El sabor suele empeorar antes de que exista un problema claro de seguridad. Un brócoli viejo puede resultar más amargo, menos crujiente y con los floretes más abiertos. Recortar una pequeña parte amarilla mejora el aspecto, pero no rejuvenece la pieza. Si gran parte está amarilla pero el tallo y los floretes siguen firmes y huelen normales, puede aprovecharse mejor en una crema, un salteado, una salsa o una sopa, donde la pérdida de textura se nota menos. Cuando el tallo está blando, húmedo o presenta zonas podridas, la situación ya es distinta.
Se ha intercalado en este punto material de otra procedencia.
//! Buffer storage flags and hints.

use bitflags::bitflags;

bitflags! {
    /// Flags for immutable buffer storage allocation.
    ///
    /// Immutable storage fixes the backing memory size for the handle's
    /// lifetime; these flags choose what remains legal afterwards.
    #[derive(Debug, Clone, Copy, PartialEq, Eq, Hash)]
    pub struct StorageFlags: u32 {
        /// Contents may be replaced through sub-data updates.
        const DYNAMIC_STORAGE = 1 << 0;
        /// The buffer may be mapped for reading.
        const MAP_READ = 1 << 1;
        /// The buffer may be mapped for writing.
        const MAP_WRITE = 1 << 2;
        /// A mapping may stay valid while the device uses the buffer.
        const MAP_PERSISTENT = 1 << 3;
        /// Persistent mappings are kept coherent without explicit flushes.
        const MAP_COHERENT = 1 << 4;
        /// Prefer host-visible memory.
        const CLIENT_STORAGE = 1 << 5;
    }
}

bitflags! {
    /// Flags for mapping a buffer range.
    #[derive(Debug, Clone, Copy, PartialEq, Eq, Hash)]
    pub struct MapFlags: u32 {
        /// Map for reading.
        const READ = 1 << 0;
        /// Map for writing.
        const WRITE = 1 << 1;
        /// Keep the mapping valid while the device uses the buffer.
        const PERSISTENT = 1 << 2;
        /// Writes are device-visible without explicit flushes.
        const COHERENT = 1 << 3;
        /// Writes become device-visible only on explicit flush.
        const FLUSH_EXPLICIT = 1 << 4;
        /// Previous contents of the range may be discarded.
        const INVALIDATE_RANGE = 1 << 5;
    }
}

/// Usage hint for mutable (re-reservable) buffer storage.
#[derive(Debug, Clone, Copy, PartialEq, Eq, Hash, Default)]
pub enum UsageHint {
    /// Written once, used many times.
    #[default]
    StaticDraw,
    /// Rewritten frequently by the application.
    DynamicDraw,
    /// Rewritten every frame.
    StreamDraw,
    /// Read back to the host.
    StreamRead,
}

#[cfg(test)]
mod tests {
    use super::*;

    #[test]
    fn test_persistent_flags_combine() {
        let flags = StorageFlags::MAP_READ | StorageFlags::MAP_WRITE | StorageFlags::MAP_PERSISTENT;
        assert!(flags.contains(StorageFlags::MAP_PERSISTENT));
        assert!(!flags.contains(StorageFlags::MAP_COHERENT));
    }
}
Lo que sí debería hacerte descartarlo son señales de deterioro activo: moho visible, superficie viscosa, líquido que rezuma, podredumbre blanda extensa o un olor fuerte y anómalo. En una cabeza formada por muchos floretes apretados, no conviene asumir que cortar un punto de moho elimina todo el tejido afectado. Un color amarillo seco por sí solo no equivale a una zona marrón, húmeda y descompuesta. Valorar olor, firmeza, humedad y presencia de moho junto con el color da una respuesta mucho más fiable.
El almacenamiento adecuado retrasa tanto el amarilleo como la degradación. Guarda el brócoli pronto en la nevera, mantenlo frío y evita dejarlo durante días junto a mucha fruta que produzca etileno. Si lo lavas con antelación, sécalo bien para no mantener humedad atrapada. La mejor calidad se obtiene cuando los floretes están compactos y verdes, pero un poco de amarillo es sobre todo una advertencia de frescura. Regla práctica: amarillo pero firme, limpio y sin mal olor puede aprovecharse; amarillo acompañado de baba, moho, podredumbre o olor desagradable debe desecharse.
Cómo frenarlo
El frío es decisivo. UC Davis muestra que la vida útil cae rápidamente al aumentar la temperatura. En casa, mantenlo refrigerado y evita guardarlo junto a grandes productores de etileno durante largos periodos.
Amarillo significa viejo; viscoso, mohoso o podrido significa que ya no merece la pena arriesgar.
Fuentes
- UC Davis Postharvest Research and Extension Center — Brócoli — Describe amarilleamiento de floretes, causas y efecto de la temperatura sobre vida útil.